Later displays on the tour show how life progressed in the postwar years. Single-room dwellings housing whole families were gradually replaced with multiple rooms, then the standard of furnishings starts to rise. By the 1950s, there are Norwegian-language fashion magazines in the home, reflecting the fact that by this time there is an actual choice of furnishings, clothing and so on available and that people once again have enough disposable income to spend on non-essentials. This is arguably due to the rapid growth in the Norwegian economy around this time.

As the town slopes steeply away from its shore and harbour, and the museum is situated some way inland, the building's central tower is one of the town's tallest structures and commands panoramic views across the whole region. Each floor of the tower contains a photo gallery; these successively show the phases of architecture in the region.

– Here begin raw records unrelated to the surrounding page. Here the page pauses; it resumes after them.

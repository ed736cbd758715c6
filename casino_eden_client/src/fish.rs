use casino_eden_core::{AskOutcome, GameError, GoFishGame, Rank, Side};
use rand::rngs::StdRng;
use rand::SeedableRng;

use crate::input::Input;
use crate::render;

/// 单机钓鱼：玩家对电脑
pub async fn run() -> Result<(), Box<dyn std::error::Error>> {
    let mut input = Input::new();
    let mut game = GoFishGame::new(StdRng::from_os_rng())?;

    println!("--- 钓鱼 (单机) ---");
    println!("ask <点数> 向电脑要牌，没要到时输入 fish 摸牌，quit 退出");
    report(&mut game);

    while !game.is_over() {
        if game.turn == Side::Computer {
            for event in game.computer_turn()? {
                println!("{}", render::fish_event(&event));
            }
            continue;
        }

        print_table(&game);
        let Some(line) = input.prompt("> ").await? else { break };
        let mut parts = line.split_whitespace();
        let result = match (parts.next(), parts.next()) {
            (Some("ask"), Some(rank)) => ask(&mut game, rank),
            (Some("fish"), None) => game.go_fish(Side::Player).map(|_| ()),
            (Some("quit"), None) => break,
            _ => {
                println!("用法: ask <点数> | fish | quit");
                continue;
            }
        };
        if let Err(e) = result {
            println!("{e}");
        }
        report(&mut game);
    }

    if game.is_over() {
        println!(
            "最终: 你 {} 本，电脑 {} 本",
            game.books(Side::Player).len(),
            game.books(Side::Computer).len()
        );
    }
    Ok(())
}

fn ask(game: &mut GoFishGame, rank: &str) -> Result<(), GameError> {
    let rank: Rank = rank.parse()?;
    if game.ask(Side::Player, rank)? == AskOutcome::GoFish {
        println!("输入 fish 摸一张牌");
    }
    Ok(())
}

fn report(game: &mut GoFishGame) {
    for event in game.drain_events() {
        println!("{}", render::fish_event(&event));
    }
}

fn print_table(game: &GoFishGame) {
    let mut hand = game.hand(Side::Player).to_vec();
    hand.sort_by_key(|c| c.rank);
    let hand: Vec<String> = hand.iter().map(|c| c.to_string()).collect();
    let books: Vec<String> = game.books(Side::Player).iter().map(|r| r.to_string()).collect();
    println!(
        "你的手牌: {}  书: [{}]  电脑手牌 {} 张，书 {} 本，牌堆剩余 {} 张",
        hand.join(" "),
        books.join(" "),
        game.hand(Side::Computer).len(),
        game.books(Side::Computer).len(),
        game.deck.len(),
    );
}
use std::sync::Arc;

use tracing::info;
use tracing_subscriber::EnvFilter;

use casino_eden_server::config::ServerConfig;
use casino_eden_server::coordinator::Coordinator;
use casino_eden_server::store::RoomStore;
use casino_eden_server::ws::{router, AppState, SharedState};

#[tokio::main]
async fn main() -> Result<(), Box<dyn std::error::Error>> {
    tracing_subscriber::fmt()
        .with_env_filter(EnvFilter::try_from_default_env().unwrap_or_else(|_| EnvFilter::new("info")))
        .init();

    let config = ServerConfig::from_env()?;
    let state = SharedState::new(AppState {
        coordinator: Coordinator::new(Arc::new(RoomStore::new()), config.table),
    });
    let app = router(state);

    info!("服务器正在监听 {}", config.bind);
    let listener = tokio::net::TcpListener::bind(config.bind).await?;
    axum::serve(listener, app).await?;
    Ok(())
}
//! # 21点与钓鱼的核心逻辑库
//!
//! 这个 `core` crate 包含牌堆、21点计分、21点回合状态机、
//! 钓鱼游戏引擎以及客户端-服务器通信消息的定义。
//! 它不做任何 I/O，可以被服务器、终端客户端等上层应用复用。

mod card;
mod deck;
mod error;
mod gofish;
mod hand;
mod logic;
mod message;
mod state;

pub use card::*;

pub use deck::*;

pub use error::GameError;

pub use gofish::*;

pub use hand::{is_soft, score, Hand};

pub use logic::{parse_bet, DEALER_STANDS_ON};

pub use message::*;

pub use state::*;
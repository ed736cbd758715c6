use casino_eden_core::{
    CardView, GamePhase, GameView, GoFishEvent, GoFishResult, Outcome, PlayerId, PlayerStatus, Side, Winner,
};

pub fn cards(hand: &[CardView]) -> String {
    hand.iter()
        .map(|c| match c.card {
            Some(card) if c.face_up => card.to_string(),
            _ => "🂠".to_string(),
        })
        .collect::<Vec<_>>()
        .join(" ")
}

fn status(status: PlayerStatus) -> &'static str {
    match status {
        PlayerStatus::Playing => "行动中",
        PlayerStatus::Standing => "停牌",
        PlayerStatus::Busted => "爆牌",
        PlayerStatus::Waiting => "等待下一局",
    }
}

fn outcome(outcome: Outcome) -> &'static str {
    match outcome {
        Outcome::Win => "赢",
        Outcome::Push => "平",
        Outcome::Lose => "输",
    }
}

/// 把牌桌状态渲染成多行文本，`me` 所在的行会加上标记
pub fn game_view(view: &GameView, me: Option<PlayerId>) -> String {
    let mut out = String::new();
    let phase = match view.phase {
        GamePhase::Betting => "下注",
        GamePhase::Playing => "玩家行动",
        GamePhase::DealerTurn => "庄家行动",
        GamePhase::Finished => "本局结束",
    };
    if !view.code.is_empty() {
        out.push_str(&format!("房间码: {}  ", view.code));
    }
    out.push_str(&format!("阶段: {phase}\n"));
    out.push_str(&format!("庄家: {} ({}点)\n", cards(&view.dealer_hand), view.dealer_score));

    for p in &view.players {
        let marker = if view.current_player_id == Some(p.id) { "▶" } else { " " };
        let mut line = format!("{marker} {}", p.name);
        if Some(p.id) == me {
            line.push_str(" (你)");
        }
        if p.id == view.host_id && !view.code.is_empty() {
            line.push_str(" [房主]");
        }
        let soft = if p.soft { "软" } else { "" };
        line.push_str(&format!(": {} ({soft}{}点) {} 筹码 {}", cards(&p.hand), p.score, status(p.status), p.balance));
        if p.bet > 0 {
            line.push_str(&format!(" 下注 {}", p.bet));
        }
        if let Some(o) = p.outcome {
            line.push_str(&format!(" -> {}", outcome(o)));
        }
        out.push_str(&line);
        out.push('\n');
    }

    if let Some(winner) = view.winner {
        let name = match winner {
            Winner::Dealer => "庄家".to_string(),
            Winner::Player(id) => view.players.iter()
                .find(|p| p.id == id)
                .map_or_else(|| "未知玩家".to_string(), |p| p.name.clone()),
        };
        out.push_str(&format!("赢家: {name}\n"));
    }
    out
}

fn side(side: Side) -> &'static str {
    match side {
        Side::Player => "你",
        Side::Computer => "电脑",
    }
}

pub fn fish_event(event: &GoFishEvent) -> String {
    match event {
        GoFishEvent::Asked { side: s, rank } => format!("{} 要 {}", side(*s), rank),
        GoFishEvent::Caught { side: s, rank, count } => format!("{} 拿到了 {} 张 {}", side(*s), count, rank),
        GoFishEvent::GoFish { side: s } => format!("对方没有，{} 去钓鱼!", side(*s)),
        GoFishEvent::Drew { side: Side::Computer, keeps_turn, .. } => {
            if *keeps_turn { "电脑摸到了要的牌，继续行动".to_string() } else { "电脑摸了一张牌".to_string() }
        }
        GoFishEvent::Drew { side: Side::Player, card, keeps_turn } => {
            if *keeps_turn { format!("你摸到了 {card}，正是要的牌，继续行动") } else { format!("你摸到了 {card}") }
        }
        GoFishEvent::DeckEmpty { side: s } => format!("牌堆已空，{} 没有摸到牌", side(*s)),
        GoFishEvent::Refilled { side: Side::Player, card } => format!("你的手牌空了，补摸一张 {card}"),
        GoFishEvent::Refilled { side: Side::Computer, .. } => "电脑的手牌空了，补摸一张".to_string(),
        GoFishEvent::Book { side: s, rank } => format!("{} 凑成了一本 {}", side(*s), rank),
        GoFishEvent::GameOver(result) => match result {
            GoFishResult::PlayerWins => "游戏结束，你赢了!".to_string(),
            GoFishResult::ComputerWins => "游戏结束，电脑赢了".to_string(),
            GoFishResult::Tie => "游戏结束，平局".to_string(),
        },
    }
}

Attached to the museum is a secondary, subsidiary museum concerning the history of telecommunications in Norway, especially the construction of the 19th Century CE telegraph system which linked the outlying regions of this vast and often hostile and nearly impassable country.

The museum is arguably of primary interest to Norwegian nationals, many of whom travel through Hammerfest when taking the Hurtigruten steamship line, whose ships call in there daily, all year round, on their way between Bergen and Kirkenes in the far east of the country. Since a typical visit is of only two or three hours, there is little time to visit both the Isbjørnklubben and the Museum of Reconstruction and to explore the town. Most of the displays in the main museum are labelled only in Norwegian. One can, however, borrow foreign language guidebooks (English, German, French, Spanish, Italian, Russian, Finnish and Sami). These are also displayed in the museums homepage www.gjenreisningsmuseet.no. The telecomms section is also multilingual.